Entries taken from a collection
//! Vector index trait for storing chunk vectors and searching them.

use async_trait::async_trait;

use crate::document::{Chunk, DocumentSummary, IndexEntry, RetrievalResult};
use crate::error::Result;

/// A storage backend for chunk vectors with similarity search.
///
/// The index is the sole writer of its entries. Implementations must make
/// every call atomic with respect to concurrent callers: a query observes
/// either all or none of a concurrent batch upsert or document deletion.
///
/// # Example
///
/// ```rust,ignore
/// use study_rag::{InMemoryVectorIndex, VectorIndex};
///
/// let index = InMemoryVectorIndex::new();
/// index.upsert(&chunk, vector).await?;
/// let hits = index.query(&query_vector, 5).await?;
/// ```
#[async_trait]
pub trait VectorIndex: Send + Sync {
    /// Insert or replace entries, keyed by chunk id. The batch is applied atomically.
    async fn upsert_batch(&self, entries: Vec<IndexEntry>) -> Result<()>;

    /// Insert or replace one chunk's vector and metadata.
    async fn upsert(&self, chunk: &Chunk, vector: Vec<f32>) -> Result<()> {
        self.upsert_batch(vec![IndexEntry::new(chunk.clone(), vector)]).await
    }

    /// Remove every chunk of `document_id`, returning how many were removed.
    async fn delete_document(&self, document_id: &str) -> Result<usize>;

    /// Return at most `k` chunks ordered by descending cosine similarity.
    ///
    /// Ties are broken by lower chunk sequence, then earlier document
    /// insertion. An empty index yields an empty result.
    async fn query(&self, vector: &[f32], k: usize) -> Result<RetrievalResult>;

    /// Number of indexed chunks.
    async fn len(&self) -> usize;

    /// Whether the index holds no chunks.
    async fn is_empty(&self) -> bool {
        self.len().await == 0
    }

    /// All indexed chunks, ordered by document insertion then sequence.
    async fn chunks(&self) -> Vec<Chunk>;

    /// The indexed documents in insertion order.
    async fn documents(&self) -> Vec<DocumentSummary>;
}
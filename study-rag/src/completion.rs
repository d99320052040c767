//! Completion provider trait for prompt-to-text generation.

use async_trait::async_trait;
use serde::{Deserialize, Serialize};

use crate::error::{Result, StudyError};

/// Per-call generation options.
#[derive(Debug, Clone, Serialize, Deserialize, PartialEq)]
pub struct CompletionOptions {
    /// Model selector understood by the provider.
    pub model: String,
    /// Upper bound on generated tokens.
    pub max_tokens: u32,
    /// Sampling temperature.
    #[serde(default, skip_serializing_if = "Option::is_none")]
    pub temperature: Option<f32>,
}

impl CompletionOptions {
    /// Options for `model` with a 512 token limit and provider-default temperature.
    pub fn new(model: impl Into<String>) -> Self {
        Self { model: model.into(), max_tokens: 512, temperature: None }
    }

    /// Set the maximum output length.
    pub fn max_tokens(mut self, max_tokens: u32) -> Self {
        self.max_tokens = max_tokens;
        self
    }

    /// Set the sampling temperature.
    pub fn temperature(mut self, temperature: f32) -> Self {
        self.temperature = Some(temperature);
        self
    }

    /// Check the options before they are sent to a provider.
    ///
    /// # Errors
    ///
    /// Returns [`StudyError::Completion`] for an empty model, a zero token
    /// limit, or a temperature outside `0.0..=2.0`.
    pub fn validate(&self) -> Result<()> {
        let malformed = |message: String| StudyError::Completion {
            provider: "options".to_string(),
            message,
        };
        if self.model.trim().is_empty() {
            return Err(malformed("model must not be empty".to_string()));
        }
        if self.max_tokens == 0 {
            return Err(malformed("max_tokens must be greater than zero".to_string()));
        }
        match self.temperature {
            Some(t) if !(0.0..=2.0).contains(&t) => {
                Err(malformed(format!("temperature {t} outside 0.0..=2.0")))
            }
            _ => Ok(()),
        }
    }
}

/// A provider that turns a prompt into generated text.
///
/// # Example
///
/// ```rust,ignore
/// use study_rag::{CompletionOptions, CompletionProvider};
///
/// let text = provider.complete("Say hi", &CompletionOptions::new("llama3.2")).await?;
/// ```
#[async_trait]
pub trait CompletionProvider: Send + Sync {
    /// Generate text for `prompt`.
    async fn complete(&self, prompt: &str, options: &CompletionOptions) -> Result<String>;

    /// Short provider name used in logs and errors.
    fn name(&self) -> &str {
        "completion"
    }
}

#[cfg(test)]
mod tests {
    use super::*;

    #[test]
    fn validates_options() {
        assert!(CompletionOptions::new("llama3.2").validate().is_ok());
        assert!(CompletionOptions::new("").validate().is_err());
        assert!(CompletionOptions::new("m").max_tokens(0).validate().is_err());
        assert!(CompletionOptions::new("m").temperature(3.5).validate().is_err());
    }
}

### [Work to be completed]
Set out the entries once more, word for word.

### [Your solution]
//! Vector index trait for storing chunk vectors and searching them.

use async_trait::async_trait;

use crate::document::{Chunk, DocumentSummary, IndexEntry, RetrievalResult};
use crate::error::Result;

/// A storage backend for chunk vectors with similarity search.
///
/// The index is the sole writer of its entries. Implementations must make
/// every call atomic with respect to concurrent callers: a query observes
/// either all or none of a concurrent batch upsert or document deletion.
///
/// # Example
///
/// ```rust,ignore
/// use study_rag::{InMemoryVectorIndex, VectorIndex};
///
/// let index = InMemoryVectorIndex::new();
/// index.upsert(&chunk, vector).await?;
/// let hits = index.query(&query_vector, 5).await?;
/// ```
#[async_trait]
pub trait VectorIndex: Send + Sync {
    /// Insert or replace entries, keyed by chunk id. The batch is applied atomically.
    async fn upsert_batch(&self, entries: Vec<IndexEntry>) -> Result<()>;

    /// Insert or replace one chunk's vector and metadata.
    async fn upsert(&self, chunk: &Chunk, vector: Vec<f32>) -> Result<()> {
        self.upsert_batch(vec![IndexEntry::new(chunk.clone(), vector)]).await
    }

    /// Remove every chunk of `document_id`, returning how many were removed.
    async fn delete_document(&self, document_id: &str) -> Result<usize>;

    /// Return at most `k` chunks ordered by descending cosine similarity.
    ///
    /// Ties are broken by lower chunk sequence, then earlier document
    /// insertion. An empty index yields an empty result.
    async fn query(&self, vector: &[f32], k: usize) -> Result<RetrievalResult>;

    /// Number of indexed chunks.
    async fn len(&self) -> usize;

    /// Whether the index holds no chunks.
    async fn is_empty(&self) -> bool {
        self.len().await == 0
    }

    /// All indexed chunks, ordered by document insertion then sequence.
    async fn chunks(&self) -> Vec<Chunk>;

    /// The indexed documents in insertion order.
    async fn documents(&self) -> Vec<DocumentSummary>;
}
filename study-rag/src/completion.rs
repository d99320052040c767
//! Completion provider trait for prompt-to-text generation.

use async_trait::async_trait;
use serde::{Deserialize, Serialize};

use crate::error::{Result, StudyError};

/// Per-call generation options.
#[derive(Debug, Clone, Serialize, Deserialize, PartialEq)]
pub struct CompletionOptions {
    /// Model selector understood by the provider.
    pub model: String,
    /// Upper bound on generated tokens.
    pub max_tokens: u32,
    /// Sampling temperature.
    #[serde(default, skip_serializing_if = "Option::is_none")]
    pub temperature: Option<f32>,
}

impl CompletionOptions {
    /// Options for `model` with a 512 token limit and provider-default temperature.
    pub fn new(model: impl Into<String>) -> Self {
        Self { model: model.into(), max_tokens: 512, temperature: None }
    }

    /// Set the maximum output length.
    pub fn max_tokens(mut self, max_tokens: u32) -> Self {
        self.max_tokens = max_tokens;
        self
    }

    /// Set the sampling temperature.
    pub fn temperature(mut self, temperature: f32) -> Self {
        self.temperature = Some(temperature);
        self
    }

    /// Check the options before they are sent to a provider.
    ///
    /// # Errors
    ///
    /// Returns [`StudyError::Completion`] for an empty model, a zero token
    /// limit, or a temperature outside `0.0..=2.0`.
    pub fn validate(&self) -> Result<()> {
        let malformed = |message: String| StudyError::Completion {
            provider: "options".to_string(),
            message,
        };
        if self.model.trim().is_empty() {
            return Err(malformed("model must not be empty".to_string()));
        }
        if self.max_tokens == 0 {
            return Err(malformed("max_tokens must be greater than zero".to_string()));
        }
        match self.temperature {
            Some(t) if !(0.0..=2.0).contains(&t) => {
                Err(malformed(format!("temperature {t} outside 0.0..=2.0")))
            }
            _ => Ok(()),
        }
    }
}

/// A provider that turns a prompt into generated text.
///
/// # Example
///
/// ```rust,ignore
/// use study_rag::{CompletionOptions, CompletionProvider};
///
/// let text = provider.complete("Say hi", &CompletionOptions::new("llama3.2")).await?;
/// ```
#[async_trait]
pub trait CompletionProvider: Send + Sync {
    /// Generate text for `prompt`.
    async fn complete(&self, prompt: &str, options: &CompletionOptions) -> Result<String>;

    /// Short provider name used in logs and errors.
    fn name(&self) -> &str {
        "completion"
    }
}

#[cfg(test)]
mod tests {
    use super::*;

    #[test]
    fn validates_options() {
        assert!(CompletionOptions::new("llama3.2").validate().is_ok());
        assert!(CompletionOptions::new("").validate().is_err());
        assert!(CompletionOptions::new("m").max_tokens(0).validate().is_err());
        assert!(CompletionOptions::new("m").temperature(3.5).validate().is_err());
    }
}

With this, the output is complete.